● Task objective: Whenever a line in the data contains "Receiver", show that line.

·····

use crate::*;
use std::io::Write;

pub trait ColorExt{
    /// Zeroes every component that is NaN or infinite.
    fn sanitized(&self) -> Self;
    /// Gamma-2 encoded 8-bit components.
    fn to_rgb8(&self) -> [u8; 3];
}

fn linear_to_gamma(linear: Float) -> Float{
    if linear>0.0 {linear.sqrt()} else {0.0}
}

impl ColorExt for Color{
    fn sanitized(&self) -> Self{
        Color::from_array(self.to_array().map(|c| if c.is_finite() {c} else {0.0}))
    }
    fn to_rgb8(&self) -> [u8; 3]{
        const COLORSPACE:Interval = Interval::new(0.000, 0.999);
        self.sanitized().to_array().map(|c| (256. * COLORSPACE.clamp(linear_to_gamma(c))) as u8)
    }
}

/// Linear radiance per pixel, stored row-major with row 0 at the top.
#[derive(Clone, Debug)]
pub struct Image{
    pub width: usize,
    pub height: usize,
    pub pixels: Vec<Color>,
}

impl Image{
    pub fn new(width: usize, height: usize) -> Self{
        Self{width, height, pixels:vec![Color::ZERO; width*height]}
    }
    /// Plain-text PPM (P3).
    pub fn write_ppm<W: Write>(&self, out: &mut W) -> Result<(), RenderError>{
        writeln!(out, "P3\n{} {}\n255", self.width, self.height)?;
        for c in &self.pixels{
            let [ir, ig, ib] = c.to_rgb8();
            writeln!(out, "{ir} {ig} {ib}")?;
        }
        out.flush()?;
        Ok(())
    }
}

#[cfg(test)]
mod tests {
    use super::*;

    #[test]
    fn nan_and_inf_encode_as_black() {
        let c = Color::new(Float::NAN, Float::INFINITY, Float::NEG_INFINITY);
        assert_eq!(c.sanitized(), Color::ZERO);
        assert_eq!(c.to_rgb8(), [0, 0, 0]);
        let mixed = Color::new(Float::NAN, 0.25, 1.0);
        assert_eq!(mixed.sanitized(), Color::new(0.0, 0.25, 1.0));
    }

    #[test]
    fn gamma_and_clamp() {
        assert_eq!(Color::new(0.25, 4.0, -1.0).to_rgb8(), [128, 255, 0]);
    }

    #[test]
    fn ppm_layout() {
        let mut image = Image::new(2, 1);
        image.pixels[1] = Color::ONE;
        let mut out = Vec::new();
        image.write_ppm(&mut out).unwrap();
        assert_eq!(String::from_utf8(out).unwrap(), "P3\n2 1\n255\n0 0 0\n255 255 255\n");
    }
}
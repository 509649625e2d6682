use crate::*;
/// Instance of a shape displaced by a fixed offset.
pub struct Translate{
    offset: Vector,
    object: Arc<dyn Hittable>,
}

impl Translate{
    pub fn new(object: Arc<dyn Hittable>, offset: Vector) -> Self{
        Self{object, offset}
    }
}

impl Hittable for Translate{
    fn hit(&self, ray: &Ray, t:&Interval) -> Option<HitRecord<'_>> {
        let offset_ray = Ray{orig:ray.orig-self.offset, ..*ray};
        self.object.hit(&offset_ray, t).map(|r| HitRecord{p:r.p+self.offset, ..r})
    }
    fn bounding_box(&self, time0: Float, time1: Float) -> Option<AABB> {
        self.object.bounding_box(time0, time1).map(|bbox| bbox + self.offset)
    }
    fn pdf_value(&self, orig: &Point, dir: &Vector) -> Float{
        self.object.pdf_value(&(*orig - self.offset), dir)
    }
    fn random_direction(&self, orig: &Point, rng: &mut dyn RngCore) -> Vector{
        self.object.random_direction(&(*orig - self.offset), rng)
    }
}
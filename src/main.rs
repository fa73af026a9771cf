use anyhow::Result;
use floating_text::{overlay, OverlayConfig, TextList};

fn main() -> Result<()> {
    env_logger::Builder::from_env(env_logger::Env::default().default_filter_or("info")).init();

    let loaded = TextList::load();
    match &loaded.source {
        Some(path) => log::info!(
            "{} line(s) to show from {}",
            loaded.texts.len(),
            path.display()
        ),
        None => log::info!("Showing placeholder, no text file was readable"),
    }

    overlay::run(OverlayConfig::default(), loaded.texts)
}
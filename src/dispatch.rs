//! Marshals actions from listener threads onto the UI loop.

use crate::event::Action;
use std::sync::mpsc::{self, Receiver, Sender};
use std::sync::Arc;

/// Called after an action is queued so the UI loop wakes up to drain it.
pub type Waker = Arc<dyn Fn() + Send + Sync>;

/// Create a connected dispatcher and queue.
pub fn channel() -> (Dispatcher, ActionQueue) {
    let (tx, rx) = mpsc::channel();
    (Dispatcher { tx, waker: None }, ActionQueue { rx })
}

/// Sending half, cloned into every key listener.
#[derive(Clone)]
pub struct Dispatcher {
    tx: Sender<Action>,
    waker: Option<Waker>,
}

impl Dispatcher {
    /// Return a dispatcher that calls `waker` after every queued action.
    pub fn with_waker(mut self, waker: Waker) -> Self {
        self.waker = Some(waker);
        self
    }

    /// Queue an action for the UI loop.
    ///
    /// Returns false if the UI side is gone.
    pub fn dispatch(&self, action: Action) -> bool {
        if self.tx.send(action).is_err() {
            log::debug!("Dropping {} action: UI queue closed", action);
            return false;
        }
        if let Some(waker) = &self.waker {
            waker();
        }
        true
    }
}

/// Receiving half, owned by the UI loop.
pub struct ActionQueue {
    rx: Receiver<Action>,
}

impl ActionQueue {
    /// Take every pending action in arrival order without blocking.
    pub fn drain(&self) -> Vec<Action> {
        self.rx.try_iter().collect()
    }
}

·····

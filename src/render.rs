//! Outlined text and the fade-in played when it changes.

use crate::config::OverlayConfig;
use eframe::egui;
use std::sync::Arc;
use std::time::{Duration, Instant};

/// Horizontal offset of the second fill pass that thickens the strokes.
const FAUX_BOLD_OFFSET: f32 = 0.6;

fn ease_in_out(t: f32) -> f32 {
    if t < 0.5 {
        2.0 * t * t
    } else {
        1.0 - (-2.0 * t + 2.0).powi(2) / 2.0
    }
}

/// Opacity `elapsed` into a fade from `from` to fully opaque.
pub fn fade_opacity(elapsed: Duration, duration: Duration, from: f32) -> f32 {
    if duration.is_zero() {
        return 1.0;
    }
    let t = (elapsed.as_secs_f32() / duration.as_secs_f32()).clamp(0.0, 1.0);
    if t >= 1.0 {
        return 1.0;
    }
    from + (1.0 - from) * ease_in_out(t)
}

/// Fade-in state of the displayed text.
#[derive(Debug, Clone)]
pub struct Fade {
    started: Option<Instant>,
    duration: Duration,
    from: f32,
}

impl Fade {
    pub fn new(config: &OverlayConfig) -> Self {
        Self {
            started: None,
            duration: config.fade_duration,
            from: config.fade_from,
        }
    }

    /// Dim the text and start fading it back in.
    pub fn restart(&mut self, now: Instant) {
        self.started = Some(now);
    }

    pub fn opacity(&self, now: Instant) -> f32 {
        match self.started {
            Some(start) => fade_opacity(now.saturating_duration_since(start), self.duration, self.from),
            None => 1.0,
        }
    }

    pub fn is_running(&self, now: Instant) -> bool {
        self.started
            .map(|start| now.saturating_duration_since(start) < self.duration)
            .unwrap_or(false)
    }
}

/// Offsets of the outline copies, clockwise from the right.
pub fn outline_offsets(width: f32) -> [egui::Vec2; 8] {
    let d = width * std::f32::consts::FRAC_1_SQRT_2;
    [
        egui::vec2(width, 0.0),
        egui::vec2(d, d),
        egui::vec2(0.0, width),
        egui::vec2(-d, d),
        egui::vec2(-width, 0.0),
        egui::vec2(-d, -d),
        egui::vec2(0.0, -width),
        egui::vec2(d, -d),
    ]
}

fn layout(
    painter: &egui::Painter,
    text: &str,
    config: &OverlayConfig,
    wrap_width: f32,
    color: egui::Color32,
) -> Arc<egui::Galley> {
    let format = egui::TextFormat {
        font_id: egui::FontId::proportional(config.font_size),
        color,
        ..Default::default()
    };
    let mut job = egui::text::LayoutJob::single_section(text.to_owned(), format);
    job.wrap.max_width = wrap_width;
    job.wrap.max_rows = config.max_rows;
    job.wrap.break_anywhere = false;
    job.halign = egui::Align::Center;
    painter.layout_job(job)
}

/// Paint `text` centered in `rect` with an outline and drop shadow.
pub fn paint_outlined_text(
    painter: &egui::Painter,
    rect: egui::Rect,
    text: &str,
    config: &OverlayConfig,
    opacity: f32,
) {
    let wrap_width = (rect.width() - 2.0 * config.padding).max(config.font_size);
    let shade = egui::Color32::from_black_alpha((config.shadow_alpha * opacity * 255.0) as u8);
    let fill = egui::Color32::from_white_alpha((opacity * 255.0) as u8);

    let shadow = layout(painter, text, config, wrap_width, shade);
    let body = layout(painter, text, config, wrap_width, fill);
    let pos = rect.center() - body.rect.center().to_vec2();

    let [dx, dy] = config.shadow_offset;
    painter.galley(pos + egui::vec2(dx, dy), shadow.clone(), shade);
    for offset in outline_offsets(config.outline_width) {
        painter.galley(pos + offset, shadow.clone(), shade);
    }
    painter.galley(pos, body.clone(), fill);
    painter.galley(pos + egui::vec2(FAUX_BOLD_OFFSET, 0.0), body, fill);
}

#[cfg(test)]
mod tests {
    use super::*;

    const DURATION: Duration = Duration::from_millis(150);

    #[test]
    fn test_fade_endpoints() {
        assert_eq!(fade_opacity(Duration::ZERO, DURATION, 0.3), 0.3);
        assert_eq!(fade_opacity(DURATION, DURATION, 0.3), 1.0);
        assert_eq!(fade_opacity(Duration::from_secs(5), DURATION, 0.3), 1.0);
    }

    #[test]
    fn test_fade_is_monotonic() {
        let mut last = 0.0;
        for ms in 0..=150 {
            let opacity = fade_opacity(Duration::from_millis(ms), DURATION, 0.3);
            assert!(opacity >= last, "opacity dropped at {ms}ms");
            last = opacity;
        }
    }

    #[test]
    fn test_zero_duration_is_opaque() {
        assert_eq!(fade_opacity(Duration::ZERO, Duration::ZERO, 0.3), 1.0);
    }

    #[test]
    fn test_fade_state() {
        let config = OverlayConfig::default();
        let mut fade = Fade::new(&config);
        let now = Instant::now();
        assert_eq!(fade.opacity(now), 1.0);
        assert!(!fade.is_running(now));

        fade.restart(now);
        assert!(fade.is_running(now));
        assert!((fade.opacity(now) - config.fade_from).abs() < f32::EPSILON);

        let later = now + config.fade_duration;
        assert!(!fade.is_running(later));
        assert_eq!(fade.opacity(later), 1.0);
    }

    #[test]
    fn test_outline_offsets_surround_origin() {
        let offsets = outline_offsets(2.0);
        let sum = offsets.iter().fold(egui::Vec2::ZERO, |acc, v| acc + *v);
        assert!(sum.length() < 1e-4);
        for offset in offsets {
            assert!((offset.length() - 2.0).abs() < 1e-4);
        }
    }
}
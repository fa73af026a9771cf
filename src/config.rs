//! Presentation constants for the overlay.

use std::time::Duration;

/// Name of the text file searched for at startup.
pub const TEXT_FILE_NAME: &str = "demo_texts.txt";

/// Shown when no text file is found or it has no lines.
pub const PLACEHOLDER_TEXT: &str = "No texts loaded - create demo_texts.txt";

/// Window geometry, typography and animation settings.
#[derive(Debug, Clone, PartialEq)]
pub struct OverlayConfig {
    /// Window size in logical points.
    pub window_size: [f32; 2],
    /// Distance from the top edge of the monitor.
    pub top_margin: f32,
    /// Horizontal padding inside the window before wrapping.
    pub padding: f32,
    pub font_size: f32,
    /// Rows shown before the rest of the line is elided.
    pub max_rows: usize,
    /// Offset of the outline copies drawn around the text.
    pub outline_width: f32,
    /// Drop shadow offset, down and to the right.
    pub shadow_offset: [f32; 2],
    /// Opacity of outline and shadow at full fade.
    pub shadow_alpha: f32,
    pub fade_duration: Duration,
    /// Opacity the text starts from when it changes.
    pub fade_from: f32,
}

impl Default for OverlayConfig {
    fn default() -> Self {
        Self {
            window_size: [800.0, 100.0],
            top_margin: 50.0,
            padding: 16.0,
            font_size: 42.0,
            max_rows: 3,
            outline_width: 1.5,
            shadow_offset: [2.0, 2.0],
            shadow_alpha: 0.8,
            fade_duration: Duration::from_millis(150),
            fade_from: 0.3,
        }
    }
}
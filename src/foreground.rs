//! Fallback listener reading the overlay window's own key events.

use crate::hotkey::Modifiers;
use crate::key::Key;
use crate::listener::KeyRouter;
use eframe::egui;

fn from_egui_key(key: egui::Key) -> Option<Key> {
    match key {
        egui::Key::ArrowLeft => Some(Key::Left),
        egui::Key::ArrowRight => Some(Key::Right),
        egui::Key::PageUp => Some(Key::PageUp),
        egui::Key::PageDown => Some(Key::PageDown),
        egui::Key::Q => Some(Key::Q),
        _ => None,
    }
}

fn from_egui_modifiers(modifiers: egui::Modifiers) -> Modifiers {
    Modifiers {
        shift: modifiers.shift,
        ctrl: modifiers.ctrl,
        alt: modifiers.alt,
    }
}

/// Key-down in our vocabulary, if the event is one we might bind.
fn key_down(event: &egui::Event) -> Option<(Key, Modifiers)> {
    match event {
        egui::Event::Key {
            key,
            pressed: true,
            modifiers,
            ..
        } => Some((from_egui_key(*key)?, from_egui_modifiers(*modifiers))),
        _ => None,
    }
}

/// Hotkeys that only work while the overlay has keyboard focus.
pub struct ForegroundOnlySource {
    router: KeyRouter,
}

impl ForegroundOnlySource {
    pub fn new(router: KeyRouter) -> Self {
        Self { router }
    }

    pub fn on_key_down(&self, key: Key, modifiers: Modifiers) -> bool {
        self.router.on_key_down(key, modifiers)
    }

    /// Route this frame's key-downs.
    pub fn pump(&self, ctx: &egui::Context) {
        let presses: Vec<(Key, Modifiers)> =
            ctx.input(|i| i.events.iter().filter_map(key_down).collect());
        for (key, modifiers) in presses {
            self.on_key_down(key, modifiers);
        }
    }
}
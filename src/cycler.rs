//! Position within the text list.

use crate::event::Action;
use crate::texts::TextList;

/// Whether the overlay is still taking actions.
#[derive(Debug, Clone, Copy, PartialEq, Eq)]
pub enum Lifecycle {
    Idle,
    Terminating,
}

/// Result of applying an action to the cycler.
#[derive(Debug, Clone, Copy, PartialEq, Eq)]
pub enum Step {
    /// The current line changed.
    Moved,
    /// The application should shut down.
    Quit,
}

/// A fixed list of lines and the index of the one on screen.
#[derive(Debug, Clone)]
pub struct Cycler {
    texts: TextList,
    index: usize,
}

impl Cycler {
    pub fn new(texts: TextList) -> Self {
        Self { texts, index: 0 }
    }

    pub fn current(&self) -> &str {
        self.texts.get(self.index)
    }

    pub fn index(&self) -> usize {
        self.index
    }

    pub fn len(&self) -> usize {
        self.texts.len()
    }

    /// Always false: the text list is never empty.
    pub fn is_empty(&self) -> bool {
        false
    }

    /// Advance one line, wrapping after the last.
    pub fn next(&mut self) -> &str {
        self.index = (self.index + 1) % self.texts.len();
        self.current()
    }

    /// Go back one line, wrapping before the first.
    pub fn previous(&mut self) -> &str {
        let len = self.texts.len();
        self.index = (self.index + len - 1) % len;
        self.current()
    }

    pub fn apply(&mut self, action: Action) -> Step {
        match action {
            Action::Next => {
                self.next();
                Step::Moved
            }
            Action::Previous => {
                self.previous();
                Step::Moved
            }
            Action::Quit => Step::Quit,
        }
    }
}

·····

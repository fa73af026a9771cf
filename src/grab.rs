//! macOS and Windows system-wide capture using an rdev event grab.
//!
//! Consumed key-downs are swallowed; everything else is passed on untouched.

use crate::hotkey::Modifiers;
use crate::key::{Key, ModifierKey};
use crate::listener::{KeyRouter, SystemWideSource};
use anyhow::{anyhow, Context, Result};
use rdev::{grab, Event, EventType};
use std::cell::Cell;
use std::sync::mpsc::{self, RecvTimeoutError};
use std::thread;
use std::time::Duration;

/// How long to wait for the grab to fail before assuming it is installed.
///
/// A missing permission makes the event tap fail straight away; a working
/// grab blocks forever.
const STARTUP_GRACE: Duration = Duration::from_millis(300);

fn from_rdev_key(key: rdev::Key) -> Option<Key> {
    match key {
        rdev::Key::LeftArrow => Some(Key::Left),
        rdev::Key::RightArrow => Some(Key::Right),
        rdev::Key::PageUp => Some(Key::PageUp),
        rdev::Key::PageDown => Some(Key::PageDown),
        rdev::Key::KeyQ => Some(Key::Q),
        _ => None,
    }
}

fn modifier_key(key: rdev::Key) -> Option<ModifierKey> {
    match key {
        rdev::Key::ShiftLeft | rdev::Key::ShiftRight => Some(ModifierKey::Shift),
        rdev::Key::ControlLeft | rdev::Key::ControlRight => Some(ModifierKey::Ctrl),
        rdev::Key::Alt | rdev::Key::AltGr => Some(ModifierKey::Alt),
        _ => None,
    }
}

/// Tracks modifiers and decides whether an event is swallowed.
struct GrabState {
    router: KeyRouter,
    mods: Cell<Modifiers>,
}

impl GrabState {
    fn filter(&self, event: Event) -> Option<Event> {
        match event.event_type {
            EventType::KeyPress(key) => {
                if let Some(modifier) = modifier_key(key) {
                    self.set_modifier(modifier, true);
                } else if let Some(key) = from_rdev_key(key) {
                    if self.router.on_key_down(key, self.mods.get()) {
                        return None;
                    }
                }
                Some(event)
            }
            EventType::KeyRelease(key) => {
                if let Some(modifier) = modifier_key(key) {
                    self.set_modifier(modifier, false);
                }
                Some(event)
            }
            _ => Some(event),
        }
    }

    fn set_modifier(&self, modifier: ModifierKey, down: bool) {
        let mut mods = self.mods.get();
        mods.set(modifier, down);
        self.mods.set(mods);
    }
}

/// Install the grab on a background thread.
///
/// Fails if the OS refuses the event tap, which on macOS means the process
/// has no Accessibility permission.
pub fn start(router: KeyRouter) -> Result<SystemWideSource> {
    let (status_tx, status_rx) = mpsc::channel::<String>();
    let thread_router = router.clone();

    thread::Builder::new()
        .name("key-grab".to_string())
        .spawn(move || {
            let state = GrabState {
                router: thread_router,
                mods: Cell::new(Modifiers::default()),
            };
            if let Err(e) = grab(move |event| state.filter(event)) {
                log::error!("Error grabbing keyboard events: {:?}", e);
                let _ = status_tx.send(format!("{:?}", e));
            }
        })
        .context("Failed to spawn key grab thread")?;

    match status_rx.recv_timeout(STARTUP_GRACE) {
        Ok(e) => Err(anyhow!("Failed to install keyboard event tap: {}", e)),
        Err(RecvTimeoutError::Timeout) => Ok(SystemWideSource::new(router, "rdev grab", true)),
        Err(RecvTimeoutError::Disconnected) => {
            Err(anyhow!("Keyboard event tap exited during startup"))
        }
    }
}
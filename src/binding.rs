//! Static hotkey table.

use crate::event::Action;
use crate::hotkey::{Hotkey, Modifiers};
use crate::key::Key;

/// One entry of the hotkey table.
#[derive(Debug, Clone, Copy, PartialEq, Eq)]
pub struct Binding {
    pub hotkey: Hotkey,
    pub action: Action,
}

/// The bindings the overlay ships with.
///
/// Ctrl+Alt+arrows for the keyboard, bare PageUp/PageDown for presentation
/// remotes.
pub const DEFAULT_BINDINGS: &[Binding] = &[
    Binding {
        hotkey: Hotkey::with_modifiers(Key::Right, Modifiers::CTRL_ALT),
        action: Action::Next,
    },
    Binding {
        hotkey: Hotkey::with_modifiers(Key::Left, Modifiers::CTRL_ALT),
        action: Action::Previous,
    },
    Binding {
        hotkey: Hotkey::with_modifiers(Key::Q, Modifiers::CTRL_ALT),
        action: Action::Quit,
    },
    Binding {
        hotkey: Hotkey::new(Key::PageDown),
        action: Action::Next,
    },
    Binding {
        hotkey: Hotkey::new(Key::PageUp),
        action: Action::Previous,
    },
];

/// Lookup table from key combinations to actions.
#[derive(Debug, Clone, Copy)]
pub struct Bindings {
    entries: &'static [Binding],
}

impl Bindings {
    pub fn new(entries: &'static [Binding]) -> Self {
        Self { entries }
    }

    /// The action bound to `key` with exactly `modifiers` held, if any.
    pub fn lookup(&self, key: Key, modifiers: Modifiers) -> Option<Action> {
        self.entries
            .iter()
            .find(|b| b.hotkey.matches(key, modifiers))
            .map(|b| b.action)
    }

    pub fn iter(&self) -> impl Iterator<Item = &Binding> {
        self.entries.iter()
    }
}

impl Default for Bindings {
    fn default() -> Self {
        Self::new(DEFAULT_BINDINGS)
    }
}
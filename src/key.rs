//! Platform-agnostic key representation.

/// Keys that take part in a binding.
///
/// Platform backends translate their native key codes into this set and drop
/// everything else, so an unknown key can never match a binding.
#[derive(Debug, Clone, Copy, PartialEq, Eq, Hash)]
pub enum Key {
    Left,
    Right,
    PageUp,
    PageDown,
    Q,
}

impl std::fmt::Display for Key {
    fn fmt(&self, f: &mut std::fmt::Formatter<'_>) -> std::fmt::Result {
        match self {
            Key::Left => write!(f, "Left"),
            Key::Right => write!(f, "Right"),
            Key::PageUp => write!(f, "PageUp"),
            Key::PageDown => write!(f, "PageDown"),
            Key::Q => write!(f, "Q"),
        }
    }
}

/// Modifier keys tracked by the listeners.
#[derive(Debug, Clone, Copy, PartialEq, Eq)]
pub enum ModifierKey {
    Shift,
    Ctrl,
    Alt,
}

·····

● Answer area:
use std::sync::mpsc::{self, Receiver, Sender};
    rx: Receiver<Action>,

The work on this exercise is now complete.